Extracted data:
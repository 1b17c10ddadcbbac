use tracing::{info, warn};

use crate::error::{RecordError, StoreError};
use crate::models::{next_id, Exit, Trade, TradeType};
use crate::store::LocalStore;

pub const JOURNAL_KEY: &str = "edge-cipher-journal";

/// Which entry form a draft belongs to.
#[derive(Debug, Clone, Copy, PartialEq, Eq, Hash)]
pub enum DraftKind {
    Manual,
    Image,
}

impl DraftKind {
    pub fn key(&self) -> &'static str {
        match self {
            DraftKind::Manual => "edge-cipher-trade-draft-manual",
            DraftKind::Image => "edge-cipher-trade-draft-image",
        }
    }
}

impl From<TradeType> for DraftKind {
    fn from(t: TradeType) -> Self {
        match t {
            TradeType::Manual => DraftKind::Manual,
            TradeType::Image => DraftKind::Image,
        }
    }
}

/// Newest-first trade journal.
pub struct Journal {
    store: LocalStore,
    trades: Vec<Trade>,
}

impl Journal {
    pub fn open(store: LocalStore) -> Self {
        let trades = store.load_or(JOURNAL_KEY, Vec::new);
        Self { store, trades }
    }

    pub fn trades(&self) -> &[Trade] {
        &self.trades
    }

    pub fn len(&self) -> usize {
        self.trades.len()
    }

    pub fn is_empty(&self) -> bool {
        self.trades.is_empty()
    }

    pub fn recent(&self, n: usize) -> &[Trade] {
        &self.trades[..n.min(self.trades.len())]
    }

    pub fn get(&self, id: &str) -> Option<&Trade> {
        self.trades.iter().find(|t| t.id.as_deref() == Some(id))
    }

    fn position(&self, id: &str) -> Result<usize, RecordError> {
        self.trades
            .iter()
            .position(|t| t.id.as_deref() == Some(id))
            .ok_or_else(|| RecordError::NotFound(id.to_string()))
    }

    /// Validates, assigns an id when missing, records the trade and drops the
    /// matching draft.
    pub fn add(&mut self, mut trade: Trade) -> Result<&Trade, RecordError> {
        trade.validate()?;

        let taken = |id: &str| self.trades.iter().any(|t| t.id.as_deref() == Some(id));
        let id = match trade.id.take() {
            Some(id) if !id.is_empty() && !taken(&id) => id,
            _ => next_id("trade", taken),
        };
        trade.id = Some(id);

        info!(
            "Journal: {} {} {} @ {:.2} [{}]",
            trade.direction,
            trade.quantity,
            trade.symbol,
            trade.entry_price,
            trade.id_str()
        );
        let kind = DraftKind::from(trade.trade_type);
        self.trades.insert(0, trade);
        self.save();
        self.clear_draft(kind);
        Ok(&self.trades[0])
    }

    pub fn add_exit(&mut self, id: &str, exit: Exit) -> Result<&Trade, RecordError> {
        let idx = self.position(id)?;
        let mut updated = self.trades[idx].clone();
        updated.exits.push(exit);
        updated.validate()?;
        self.trades[idx] = updated;
        self.save();
        Ok(&self.trades[idx])
    }

    pub fn remove(&mut self, id: &str) -> Result<Trade, RecordError> {
        let idx = self.position(id)?;
        let removed = self.trades.remove(idx);
        self.save();
        Ok(removed)
    }

    fn save(&self) {
        self.store.save_quietly(JOURNAL_KEY, &self.trades);
    }

    pub fn save_draft(&self, kind: DraftKind, draft: &Trade) -> Result<(), StoreError> {
        self.store.set(kind.key(), draft)
    }

    /// A stored draft that no longer parses or validates is ignored.
    pub fn load_draft(&self, kind: DraftKind) -> Option<Trade> {
        let draft: Trade = match self.store.get(kind.key()) {
            Ok(Some(d)) => d,
            Ok(None) => return None,
            Err(e) => {
                warn!("Failed to load draft: {}", e);
                return None;
            }
        };
        match draft.validate() {
            Ok(()) => Some(draft),
            Err(e) => {
                warn!("Discarding invalid draft ({})", e);
                None
            }
        }
    }

    pub fn clear_draft(&self, kind: DraftKind) {
        if let Err(e) = self.store.remove(kind.key()) {
            warn!("Failed to clear draft: {}", e);
        }
    }
}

Work order: Your response should consist of the full listing, repeated exactly.

Answer to the problem:
repository 1b17c10ddadcbbac
use tracing::{info, warn};

use crate::error::{RecordError, StoreError};
use crate::models::{next_id, Exit, Trade, TradeType};
use crate::store::LocalStore;

pub const JOURNAL_KEY: &str = "edge-cipher-journal";

/// Which entry form a draft belongs to.
#[derive(Debug, Clone, Copy, PartialEq, Eq, Hash)]
pub enum DraftKind {
    Manual,
    Image,
}

impl DraftKind {
    pub fn key(&self) -> &'static str {
        match self {
            DraftKind::Manual => "edge-cipher-trade-draft-manual",
            DraftKind::Image => "edge-cipher-trade-draft-image",
        }
    }
}

impl From<TradeType> for DraftKind {
    fn from(t: TradeType) -> Self {
        match t {
            TradeType::Manual => DraftKind::Manual,
            TradeType::Image => DraftKind::Image,
        }
    }
}

/// Newest-first trade journal.
pub struct Journal {
    store: LocalStore,
    trades: Vec<Trade>,
}

impl Journal {
    pub fn open(store: LocalStore) -> Self {
        let trades = store.load_or(JOURNAL_KEY, Vec::new);
        Self { store, trades }
    }

    pub fn trades(&self) -> &[Trade] {
        &self.trades
    }

    pub fn len(&self) -> usize {
        self.trades.len()
    }

    pub fn is_empty(&self) -> bool {
        self.trades.is_empty()
    }

    pub fn recent(&self, n: usize) -> &[Trade] {
        &self.trades[..n.min(self.trades.len())]
    }

    pub fn get(&self, id: &str) -> Option<&Trade> {
        self.trades.iter().find(|t| t.id.as_deref() == Some(id))
    }

    fn position(&self, id: &str) -> Result<usize, RecordError> {
        self.trades
            .iter()
            .position(|t| t.id.as_deref() == Some(id))
            .ok_or_else(|| RecordError::NotFound(id.to_string()))
    }

    /// Validates, assigns an id when missing, records the trade and drops the
    /// matching draft.
    pub fn add(&mut self, mut trade: Trade) -> Result<&Trade, RecordError> {
        trade.validate()?;

        let taken = |id: &str| self.trades.iter().any(|t| t.id.as_deref() == Some(id));
        let id = match trade.id.take() {
            Some(id) if !id.is_empty() && !taken(&id) => id,
            _ => next_id("trade", taken),
        };
        trade.id = Some(id);

        info!(
            "Journal: {} {} {} @ {:.2} [{}]",
            trade.direction,
            trade.quantity,
            trade.symbol,
            trade.entry_price,
            trade.id_str()
        );
        let kind = DraftKind::from(trade.trade_type);
        self.trades.insert(0, trade);
        self.save();
        self.clear_draft(kind);
        Ok(&self.trades[0])
    }

    pub fn add_exit(&mut self, id: &str, exit: Exit) -> Result<&Trade, RecordError> {
        let idx = self.position(id)?;
        let mut updated = self.trades[idx].clone();
        updated.exits.push(exit);
        updated.validate()?;
        self.trades[idx] = updated;
        self.save();
        Ok(&self.trades[idx])
    }

    pub fn remove(&mut self, id: &str) -> Result<Trade, RecordError> {
        let idx = self.position(id)?;
        let removed = self.trades.remove(idx);
        self.save();
        Ok(removed)
    }

    fn save(&self) {
        self.store.save_quietly(JOURNAL_KEY, &self.trades);
    }

    pub fn save_draft(&self, kind: DraftKind, draft: &Trade) -> Result<(), StoreError> {
        self.store.set(kind.key(), draft)
    }

    /// A stored draft that no longer parses or validates is ignored.
    pub fn load_draft(&self, kind: DraftKind) -> Option<Trade> {
        let draft: Trade = match self.store.get(kind.key()) {
            Ok(Some(d)) => d,
            Ok(None) => return None,
            Err(e) => {
                warn!("Failed to load draft: {}", e);
                return None;
            }
        };
        match draft.validate() {
            Ok(()) => Some(draft),
            Err(e) => {
                warn!("Discarding invalid draft ({})", e);
                None
            }
        }
    }

    pub fn clear_draft(&self, kind: DraftKind) {
        if let Err(e) = self.store.remove(kind.key()) {
            warn!("Failed to clear draft: {}", e);
        }
    }
}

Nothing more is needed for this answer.